:: LISTED ENTRIES ::
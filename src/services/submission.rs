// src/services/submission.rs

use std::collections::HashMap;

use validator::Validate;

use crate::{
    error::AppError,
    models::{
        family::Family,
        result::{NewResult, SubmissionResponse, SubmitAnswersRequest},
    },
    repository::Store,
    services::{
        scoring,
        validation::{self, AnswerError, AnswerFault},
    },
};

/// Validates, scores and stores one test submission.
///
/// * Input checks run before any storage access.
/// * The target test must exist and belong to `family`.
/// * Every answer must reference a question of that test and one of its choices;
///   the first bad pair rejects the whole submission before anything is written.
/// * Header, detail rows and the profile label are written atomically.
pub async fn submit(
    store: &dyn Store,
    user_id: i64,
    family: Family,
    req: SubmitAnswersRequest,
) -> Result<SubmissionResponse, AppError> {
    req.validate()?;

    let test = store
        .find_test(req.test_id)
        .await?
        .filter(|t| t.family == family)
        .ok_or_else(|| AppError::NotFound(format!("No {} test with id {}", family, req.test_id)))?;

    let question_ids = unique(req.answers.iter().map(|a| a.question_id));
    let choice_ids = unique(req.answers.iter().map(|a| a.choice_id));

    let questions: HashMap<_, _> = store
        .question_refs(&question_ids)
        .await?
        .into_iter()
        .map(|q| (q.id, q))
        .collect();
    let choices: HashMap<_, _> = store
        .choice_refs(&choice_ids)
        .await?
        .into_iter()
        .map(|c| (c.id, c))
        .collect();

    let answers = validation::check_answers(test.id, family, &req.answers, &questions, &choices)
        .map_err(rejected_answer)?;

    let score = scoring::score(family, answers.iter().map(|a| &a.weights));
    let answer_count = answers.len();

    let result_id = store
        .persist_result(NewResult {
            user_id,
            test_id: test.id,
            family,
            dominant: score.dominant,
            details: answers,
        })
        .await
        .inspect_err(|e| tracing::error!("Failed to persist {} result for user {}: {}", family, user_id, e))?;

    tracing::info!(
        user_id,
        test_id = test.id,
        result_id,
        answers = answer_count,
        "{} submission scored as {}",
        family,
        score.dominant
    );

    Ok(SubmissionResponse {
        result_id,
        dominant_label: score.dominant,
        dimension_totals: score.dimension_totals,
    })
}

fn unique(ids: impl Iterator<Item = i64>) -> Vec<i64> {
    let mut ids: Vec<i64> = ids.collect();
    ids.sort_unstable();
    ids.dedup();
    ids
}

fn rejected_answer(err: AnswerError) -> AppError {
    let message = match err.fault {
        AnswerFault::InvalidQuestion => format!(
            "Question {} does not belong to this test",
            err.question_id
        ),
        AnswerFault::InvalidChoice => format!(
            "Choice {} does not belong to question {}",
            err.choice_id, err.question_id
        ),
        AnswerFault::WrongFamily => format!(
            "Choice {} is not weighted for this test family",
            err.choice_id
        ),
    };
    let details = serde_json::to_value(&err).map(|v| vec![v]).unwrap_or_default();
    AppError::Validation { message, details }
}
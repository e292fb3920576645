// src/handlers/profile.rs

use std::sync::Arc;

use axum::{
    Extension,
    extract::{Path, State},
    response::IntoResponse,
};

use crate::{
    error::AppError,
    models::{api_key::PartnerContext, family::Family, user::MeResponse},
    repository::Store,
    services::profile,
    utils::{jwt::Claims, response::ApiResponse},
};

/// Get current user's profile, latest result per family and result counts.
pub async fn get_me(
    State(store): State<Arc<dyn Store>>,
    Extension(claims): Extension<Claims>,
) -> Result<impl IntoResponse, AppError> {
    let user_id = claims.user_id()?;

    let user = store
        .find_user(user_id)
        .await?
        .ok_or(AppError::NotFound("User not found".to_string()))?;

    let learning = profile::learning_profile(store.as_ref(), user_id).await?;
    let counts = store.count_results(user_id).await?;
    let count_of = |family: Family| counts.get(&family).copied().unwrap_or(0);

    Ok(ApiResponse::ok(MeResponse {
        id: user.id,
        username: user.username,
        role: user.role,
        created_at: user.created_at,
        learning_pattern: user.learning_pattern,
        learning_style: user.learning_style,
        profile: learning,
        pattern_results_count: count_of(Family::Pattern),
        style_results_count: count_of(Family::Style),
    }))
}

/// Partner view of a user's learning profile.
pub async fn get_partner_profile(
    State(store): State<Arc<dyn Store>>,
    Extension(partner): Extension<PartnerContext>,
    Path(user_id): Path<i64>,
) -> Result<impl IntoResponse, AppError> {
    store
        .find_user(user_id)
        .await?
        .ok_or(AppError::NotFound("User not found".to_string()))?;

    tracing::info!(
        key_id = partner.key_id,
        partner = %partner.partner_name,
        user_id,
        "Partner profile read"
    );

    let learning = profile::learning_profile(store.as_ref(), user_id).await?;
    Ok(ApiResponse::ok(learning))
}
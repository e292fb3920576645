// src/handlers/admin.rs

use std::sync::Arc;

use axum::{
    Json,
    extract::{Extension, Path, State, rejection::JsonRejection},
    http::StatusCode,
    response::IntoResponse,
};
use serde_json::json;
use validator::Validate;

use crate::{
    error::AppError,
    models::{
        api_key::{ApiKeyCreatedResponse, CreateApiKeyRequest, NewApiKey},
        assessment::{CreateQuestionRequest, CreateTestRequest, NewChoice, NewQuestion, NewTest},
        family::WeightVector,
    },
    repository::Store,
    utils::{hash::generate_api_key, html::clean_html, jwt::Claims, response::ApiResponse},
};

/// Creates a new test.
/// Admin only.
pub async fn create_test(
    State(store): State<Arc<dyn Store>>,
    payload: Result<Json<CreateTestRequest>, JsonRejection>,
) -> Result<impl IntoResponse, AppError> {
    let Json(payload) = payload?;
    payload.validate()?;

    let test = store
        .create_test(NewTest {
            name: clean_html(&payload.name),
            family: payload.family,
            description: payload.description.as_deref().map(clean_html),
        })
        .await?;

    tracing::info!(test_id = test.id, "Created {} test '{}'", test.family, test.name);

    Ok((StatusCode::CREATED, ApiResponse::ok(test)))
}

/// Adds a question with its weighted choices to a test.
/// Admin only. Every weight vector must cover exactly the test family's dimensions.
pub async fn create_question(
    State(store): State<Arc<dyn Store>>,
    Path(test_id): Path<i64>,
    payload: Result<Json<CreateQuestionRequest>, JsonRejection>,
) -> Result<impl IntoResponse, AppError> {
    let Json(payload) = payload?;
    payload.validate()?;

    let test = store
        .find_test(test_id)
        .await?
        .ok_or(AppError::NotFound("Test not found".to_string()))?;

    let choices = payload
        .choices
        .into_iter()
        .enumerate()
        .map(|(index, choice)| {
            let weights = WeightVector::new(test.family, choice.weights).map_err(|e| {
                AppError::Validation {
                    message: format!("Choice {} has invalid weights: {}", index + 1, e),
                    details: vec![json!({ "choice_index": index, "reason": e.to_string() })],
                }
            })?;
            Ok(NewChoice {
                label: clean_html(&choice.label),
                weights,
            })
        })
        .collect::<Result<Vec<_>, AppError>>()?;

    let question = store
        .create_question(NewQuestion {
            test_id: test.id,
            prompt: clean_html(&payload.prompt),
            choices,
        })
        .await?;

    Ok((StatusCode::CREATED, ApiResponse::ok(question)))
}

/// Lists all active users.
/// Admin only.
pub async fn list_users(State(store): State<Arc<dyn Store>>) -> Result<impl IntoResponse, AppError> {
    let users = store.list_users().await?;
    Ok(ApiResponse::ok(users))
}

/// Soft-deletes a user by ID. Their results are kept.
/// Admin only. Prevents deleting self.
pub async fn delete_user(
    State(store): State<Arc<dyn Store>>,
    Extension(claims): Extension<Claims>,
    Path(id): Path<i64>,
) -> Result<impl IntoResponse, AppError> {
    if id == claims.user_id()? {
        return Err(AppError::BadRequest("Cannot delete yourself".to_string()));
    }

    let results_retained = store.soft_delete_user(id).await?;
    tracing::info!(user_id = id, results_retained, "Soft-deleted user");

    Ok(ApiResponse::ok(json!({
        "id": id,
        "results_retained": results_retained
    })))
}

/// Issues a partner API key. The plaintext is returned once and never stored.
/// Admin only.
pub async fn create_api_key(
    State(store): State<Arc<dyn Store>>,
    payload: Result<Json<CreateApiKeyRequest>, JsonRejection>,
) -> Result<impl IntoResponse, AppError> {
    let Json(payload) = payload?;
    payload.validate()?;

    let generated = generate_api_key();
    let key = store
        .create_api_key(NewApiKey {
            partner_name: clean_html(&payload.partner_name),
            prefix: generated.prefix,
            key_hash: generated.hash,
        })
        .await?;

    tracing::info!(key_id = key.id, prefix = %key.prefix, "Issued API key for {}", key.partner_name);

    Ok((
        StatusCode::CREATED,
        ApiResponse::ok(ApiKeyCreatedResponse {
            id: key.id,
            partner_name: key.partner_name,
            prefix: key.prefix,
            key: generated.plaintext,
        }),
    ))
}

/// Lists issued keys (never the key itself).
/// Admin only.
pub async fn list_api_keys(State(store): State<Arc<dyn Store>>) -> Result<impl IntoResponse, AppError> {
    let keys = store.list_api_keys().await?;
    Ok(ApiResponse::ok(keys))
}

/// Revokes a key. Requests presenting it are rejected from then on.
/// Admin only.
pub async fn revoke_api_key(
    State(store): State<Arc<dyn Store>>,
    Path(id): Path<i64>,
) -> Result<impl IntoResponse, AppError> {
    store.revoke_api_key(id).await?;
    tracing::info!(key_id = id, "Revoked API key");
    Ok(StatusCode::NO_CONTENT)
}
:::
> ACTIVITY
Lines with the word "weights" in them: report all of these from the listing above.

> EXERCISE RESPONSE
    let score = scoring::score(family, answers.iter().map(|a| &a.weights));
            let weights = WeightVector::new(test.family, choice.weights).map_err(|e| {
                    message: format!("Choice {} has invalid weights: {}", index + 1, e),
                weights,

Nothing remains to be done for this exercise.